Again, I am personally in favor of allowing /…/. Parsing concerns seem more fear-based than evidence-based. Some syntactic familiarity is aways nice to offer language newcomers. But if community sentiment runs squarely against it, I’d argue in favor of a new pitch thread devoted to finding a better delimiter than #/…/#. That just seems to me like syntactic salt (or maybe syntactic Bitrex) against using regex literals at all.

While syntax always steals the show, I'd like to reiterate my concerns over some other things that IMO deserve a little more discussion than they've received:

Mismatch in optionality between literals and the DSL for nested capture groups:

/(.)*|\d/

→ match type of (Substring, Substring?)

…but IIUC…
```
ChoiceOf {   // supposed to be equiv to above; don't know DSL well yet; making up details
  Capture {
    ZeroOrMore(.any)
  }
  .digit
}
```
→ match type of (Substring, Substring??)
The hidden change in the meaning of all whitespace when #/…/# contains a newline:
```
#/ (foo|bar)(d|f|t) /#
```
matches " foot "

…but IIUC…
```
#/ (foo|bar)
   (d|f|t) /#
```
does not match " foot "

…which seems to me like a footgun.

Edit: whitespace in the middle makes an even more compelling example of this problem:
```
#/hello world/#
```
matches "hello world"
```
#/
  hello world
/#
```
does not match "hello world"

woolsweater · May 9, 2022, 6:24pm

It's just…uuuuugly.

I don't know that we can say there's any objective determination to make about the syntax.
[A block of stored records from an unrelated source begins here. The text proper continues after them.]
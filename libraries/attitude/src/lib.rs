//! # Attitude
//!
//! Orientation math for the tilt viewer: turns roll, pitch and yaw angles in
//! degrees into a rotation matrix, projects reference axes and a cube through
//! it, and keeps a rolling history of recent samples for charting.
//!
//! ## Conventions
//!
//! - Angles are degrees at the API boundary and are never wrapped.
//! - Roll is about X, pitch about Y, yaw about Z (right-hand rule).
//! - `R = Rz(yaw) * Ry(pitch) * Rx(roll)`, applied as `R * v`.

pub mod history;
pub mod rotation;
pub mod utils;

pub use history::{HistorySnapshot, SampleHistory, ScalarHistory, DEFAULT_CAPACITY};
pub use rotation::{
    axis_tips, rotation_matrix, Cube, Orientation, RotationMatrix, CUBE_FACES,
    CUBE_VIEW_AXIS_LENGTH, DEFAULT_AXIS_LENGTH, DEFAULT_CUBE_HALF_WIDTH,
};

pub use nalgebra;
I'm looking at your DSL examples with the embedded literals (thanks for making them) and I personally find that the octothorpes are easier to read, because they contrast with their surroundings and let me quickly recognize what they are.

EDITED to clarify exactly which bit I was responding to.

Paul_Cantrell · May 9, 2022, 6:26pm

Well of course there isn’t! Aesthetics are subjective.

They're also necessary and important in language design. Insist on objectivity and nothing but, and you miss half of what matters.

Michael_Ilseman · May 9, 2022, 6:53pm

An argument could be made that #/ as the extended delimiter should have extended syntax enabled by default.